Beth Israel Hospital to Use Google Glass in ER
Dr. Steven Horng launched a Google Glass pilot program at Beth Israel Deaconess Medical Center late last year because he thought the futuristic device could help save lives. One night in January proved that.
A patient with bleeding in the brain told Horng he was allergic to certain blood pressure drugs — which the doctor needed to slow the hemorrhage — but didn’t know which ones. Horng had little time to leaf through the man’s medical files or search for records on a computer, but with Google Glass, he didn’t have to. Instead he quickly called up the patient’s information on the device’s tiny screen and saved his life with the correct medication.
This week, Beth Israel Deaconess is expanding the use of Google Glass to its entire emergency department, and the hospital said it is the first in the United States to employ the device for everyday medical care.
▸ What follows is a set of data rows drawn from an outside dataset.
//! Region resolution from session tokens.
//!
//! The session token is the single source of truth for region selection: an
//! optional `us- | hk- | jp- | sg-` prefix picks the international backend,
//! no prefix means the domestic (`cn`) one. Resolution is pure and cheap, so
//! it runs once per request and the result is carried by value.

use crate::error::{GatewayError, GatewayResult};

/// Closed set of supported regions.
pub const REGIONS: [&str; 5] = ["cn", "us", "hk", "jp", "sg"];

/// Parsed session credential: region plus the raw secret.
#[derive(Debug, Clone, PartialEq, Eq)]
pub struct SessionToken {
    /// Region tag, `cn` when the token carries no prefix.
    pub region: String,
    /// The credential with any region prefix stripped.
    pub secret: String,
}

impl SessionToken {
    /// Parse a raw token, splitting off a recognized region prefix.
    ///
    /// Unknown prefixes are not an error: `foo-bar` is a domestic secret
    /// that happens to contain a dash.
    pub fn parse(raw: &str) -> GatewayResult<Self> {
        let raw = raw.trim();
        if raw.is_empty() {
            return Err(GatewayError::Auth("empty session token".to_string()));
        }

        if let Some((prefix, rest)) = raw.split_once('-') {
            if matches!(prefix, "us" | "hk" | "jp" | "sg") && !rest.is_empty() {
                return Ok(Self { region: prefix.to_string(), secret: rest.to_string() });
            }
        }

        Ok(Self { region: "cn".to_string(), secret: raw.to_string() })
    }

    pub fn is_international(&self) -> bool {
        self.region != "cn"
    }

    /// Reconstruct the prefixed form handed to us by the client.
    pub fn prefixed(&self) -> String {
        if self.region == "cn" {
            self.secret.clone()
        } else {
            format!("{}-{}", self.region, self.secret)
        }
    }
}

/// Per-region backend identity, derived from the token prefix.
#[derive(Debug, Clone, PartialEq, Eq)]
pub struct RegionInfo {
    pub region: &'static str,
    pub is_international: bool,
    /// ImageX (object store) API host, scheme included.
    pub imagex_host: &'static str,
    /// Origin of the web app the upstream expects to see.
    pub origin: &'static str,
    /// Region string used in the signature credential scope.
    pub aws_region: &'static str,
    /// Assistant id (`aid`) identifying the backend application.
    pub assistant_id: u32,
    /// Referer sent alongside the origin.
    pub referer: &'static str,
}

/// Resolve the backend identity for a parsed token. Pure, no I/O.
pub fn resolve_region(token: &SessionToken) -> RegionInfo {
    match token.region.as_str() {
        "us" => RegionInfo {
            region: "us",
            is_international: true,
            imagex_host: "https://imagex-us-east-1.byteintlapi.com",
            origin: "https://dreamina.capcut.com",
            aws_region: "us-east-1",
            assistant_id: 513641,
            referer: "https://dreamina.capcut.com/ai-tool/generate",
        },
        "hk" => RegionInfo {
            region: "hk",
            is_international: true,
            imagex_host: "https://imagex-ap-east-1.byteintlapi.com",
            origin: "https://dreamina.capcut.com",
            aws_region: "ap-east-1",
            assistant_id: 513642,
            referer: "https://dreamina.capcut.com/ai-tool/generate",
        },
        "jp" => RegionInfo {
            region: "jp",
            is_international: true,
            imagex_host: "https://imagex-ap-northeast-1.byteintlapi.com",
            origin: "https://dreamina.capcut.com",
            aws_region: "ap-northeast-1",
            assistant_id: 513643,
            referer: "https://dreamina.capcut.com/ai-tool/generate",
        },
        "sg" => RegionInfo {
            region: "sg",
            is_international: true,
            imagex_host: "https://imagex-ap-southeast-1.byteintlapi.com",
            origin: "https://dreamina.capcut.com",
            aws_region: "ap-southeast-1",
            assistant_id: 513644,
            referer: "https://dreamina.capcut.com/ai-tool/generate",
        },
        _ => RegionInfo {
            region: "cn",
            is_international: false,
            imagex_host: "https://imagex.bytedanceapi.com",
            origin: "https://jimeng.jianying.com",
            aws_region: "cn-north-1",
            assistant_id: 513695,
            referer: "https://jimeng.jianying.com/ai-tool/generate",
        },
    }
}

/// Format the Authorization value for a resolved token.
///
/// The prefix round-trips: `format_auth(resolve(t), strip(t))` rebuilds the
/// exact header the client sent.
pub fn format_auth(info: &RegionInfo, secret: &str) -> String {
    if info.is_international {
        format!("Bearer {}-{}", info.region, secret)
    } else {
        format!("Bearer {}", secret)
    }
}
Now, whenever ER doctors begin their shifts, they will slip on pairs of the high-tech glasses as routinely as they put on scrubs.
“We’re doing this to prove that the technology can work and really motivate others to explore this space with us,” said Horng, who helped pioneer the use of Google Glass at the hospital.
The team from BI is speaking at the upcoming Google Glass in Medicine meetup April 23 at Google Cambridge Ma.
Also from the Globe article
Later this month, 13 doctors from around the US will gather at Google’s Cambridge office to pitch clinical uses for Glass in a contest sponsored by the Presidential Innovation Fellows program, the Massachusetts Institute of Technology, and the website MedTech Boston.
The common goal of many Glass projects is to keep health care workers’ hands free to perform their jobs.
“It’s literally the holy grail of hospital IT,” said John Rodley, cofounder of a Cambridge startup called Twiage, which is developing an application for Glass for ambulance attendants to quickly relay patient info to hospital emergency rooms. An EMT wearing Glass could just use voice commands to snap photos of a patient’s injuries, dictate notes, and send them to the nearest ER.